There is at one substantive argument for internalizing relevance, as
well as some methodological motivation. The substantive argument is
that a unitary notion of conversational relevance seems to underpin
both certain types of clarification questions (questions seeking
clarification of the relevance of a prior utterance) and certain
types of inferences, the latter first described by Grice as flouting
the maxim of relevance:
(3) (a) Marjorie:Don't touch that cos she hasn't had it yet.
Dorothy:Does she eat anything?
Marjorie:What do you mean?
(b) A: Horrible talk by Rozzo.
B: It's very hot in here.
(Inference: B does not wish to discuss A's utterance.)
The methodological argument is that characterizing relevance pushes
theories of interrogatives to be concrete, forcing them to be precise
about the range of propositions they characterize as answers and to
offer sources of relevance to utterances whose relevance as an answer
they do not underpin.
In this paper I propose an account of relevance with the dialogue
theory KoS (Ginzburg, 1996, forthcoming, Larsson, 2002, Purver, 2004,
Fernandez, 2006).
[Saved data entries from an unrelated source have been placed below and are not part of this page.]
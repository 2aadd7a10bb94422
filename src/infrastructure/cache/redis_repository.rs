//! Redis cache-aside tier over an inner repository.

use async_trait::async_trait;
use chrono::DateTime;
use redis::{AsyncCommands, aio::ConnectionManager};
use std::collections::HashMap;
use std::time::Duration;
use tracing::{debug, warn};

use crate::domain::entities::ShortUrl;
use crate::domain::repositories::ShortUrlRepository;
use crate::error::AppError;

/// Caches short URL records in Redis in front of the durable tier.
///
/// Entities are stored as hashes under `url:{code}` with a TTL; the
/// `url_hashes` hash mirrors the fingerprint index without a TTL (a
/// fingerprint deterministically maps to a stable code, so staleness is
/// not possible).
///
/// All cache operations are fail-open: a Redis error is a miss for reads
/// and a logged soft error for writes. Only the inner repository's errors
/// propagate to callers.
pub struct RedisCacheRepository {
    inner: Box<dyn ShortUrlRepository>,
    client: ConnectionManager,
    key_prefix: String,
    hash_index_key: String,
    ttl: Duration,
}

impl RedisCacheRepository {
    pub fn new(
        inner: Box<dyn ShortUrlRepository>,
        client: ConnectionManager,
        ttl: Duration,
    ) -> Self {
        Self {
            inner,
            client,
            key_prefix: "url:".to_string(),
            hash_index_key: "url_hashes".to_string(),
            ttl,
        }
    }

    fn build_key(&self, code: &str) -> String {
        format!("{}{}", self.key_prefix, code)
    }

    /// Reads an entity from the cache. Errors and partial entries count
    /// as misses.
    async fn get_cached(&self, code: &str) -> Option<ShortUrl> {
        let key = self.build_key(code);
        let mut conn = self.client.clone();

        let fields: HashMap<String, String> = match conn.hgetall(&key).await {
            Ok(fields) => fields,
            Err(e) => {
                warn!(code, error = %e, "cache read failed, falling through");
                return None;
            }
        };

        if fields.is_empty() {
            debug!(code, "cache miss");
            return None;
        }

        decode_entry(&fields).or_else(|| {
            warn!(code, "cache entry malformed, falling through");
            None
        })
    }

    /// Backfills the cache with an entity and its fingerprint index entry.
    /// Failures are logged and swallowed; the TTL reconciles stale data.
    async fn cache_entry(&self, short_url: &ShortUrl) {
        let key = self.build_key(&short_url.code);
        let mut conn = self.client.clone();

        let mut pipe = redis::pipe();
        pipe.hset_multiple(
            &key,
            &[
                ("code", short_url.code.clone()),
                ("original_url", short_url.original_url.clone()),
                (
                    "url_hash",
                    short_url.url_hash.clone().unwrap_or_default(),
                ),
                (
                    "created_at",
                    short_url.created_at.timestamp_micros().to_string(),
                ),
            ],
        )
        .ignore()
        .expire(&key, self.ttl.as_secs() as i64)
        .ignore();

        if let Some(url_hash) = &short_url.url_hash {
            pipe.hset(&self.hash_index_key, url_hash, &short_url.code)
                .ignore();
        }

        if let Err(e) = pipe.query_async::<()>(&mut conn).await {
            warn!(code = %short_url.code, error = %e, "cache write failed");
        }
    }
}

fn decode_entry(fields: &HashMap<String, String>) -> Option<ShortUrl> {
    let code = fields.get("code")?.clone();
    let original_url = fields.get("original_url")?.clone();

    let url_hash = fields
        .get("url_hash")
        .filter(|h| !h.is_empty())
        .cloned();

    let created_at = fields
        .get("created_at")
        .and_then(|ts| ts.parse::<i64>().ok())
        .and_then(DateTime::from_timestamp_micros)?;

    Some(ShortUrl::new(code, original_url, url_hash, created_at))
}

#[async_trait]
impl ShortUrlRepository for RedisCacheRepository {
    async fn save(&self, short_url: &ShortUrl) -> Result<(), AppError> {
        // Durable tier first; the cache is only populated on success, so a
        // reader never sees an entry the store does not have.
        self.inner.save(short_url).await?;

        self.cache_entry(short_url).await;

        Ok(())
    }

    async fn find_by_code(&self, code: &str) -> Result<Option<ShortUrl>, AppError> {
        if let Some(cached) = self.get_cached(code).await {
            debug!(code, "cache hit");
            return Ok(Some(cached));
        }

        let found = self.inner.find_by_code(code).await?;

        if let Some(short_url) = &found {
            self.cache_entry(short_url).await;
        }

        Ok(found)
    }

    async fn find_by_hash(&self, hash: &str) -> Result<Option<ShortUrl>, AppError> {
        let mut conn = self.client.clone();

        // The fingerprint index yields a code; the entity itself may still
        // have expired, in which case we fall through to the inner tier.
        let indexed: Option<String> = match conn.hget(&self.hash_index_key, hash).await {
            Ok(code) => code,
            Err(e) => {
                warn!(hash, error = %e, "hash index read failed, falling through");
                None
            }
        };

        if let Some(code) = indexed
            && let Some(cached) = self.get_cached(&code).await
        {
            return Ok(Some(cached));
        }

        let found = self.inner.find_by_hash(hash).await?;

        if let Some(short_url) = &found {
            self.cache_entry(short_url).await;
        }

        Ok(found)
    }
}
The account is formalized in Type Theory with
Records (Cooper, 2005). I start by discussing relevance that is
derived directly from interrogative semantics—this includes both
answerhood and the relation of dependence between questions. I then
consider metacommunicative relevance—this is a notion that holds
between an utterance and propositions and questions, respectively,
that acknowledge the utterance as understandable or seek
clarification about the utterance. Metacommunicative relevance makes
us realize that relevance is, in general, a notion that cannot be
defined in purely semantic terms (i.e. at the level of content), but
requires us to bring utterances—speech events into the picture. I
will also consider briefly two more types of relevance,
metadiscursive relevance (a notion that underwrites utterances like
"I don't know" and "I don't want to talk about this.") and
genre-based relevance, the latter much studied in AI work on
dialogue.
Finally I will try to combine the various notions of relevance so
that they can be used to explicate examples of the type (3) above. I
hope also to be able to provide results of a pilot corpus study that
shows that this notion of relevance achieves high rates of success in
classifying responses to queries.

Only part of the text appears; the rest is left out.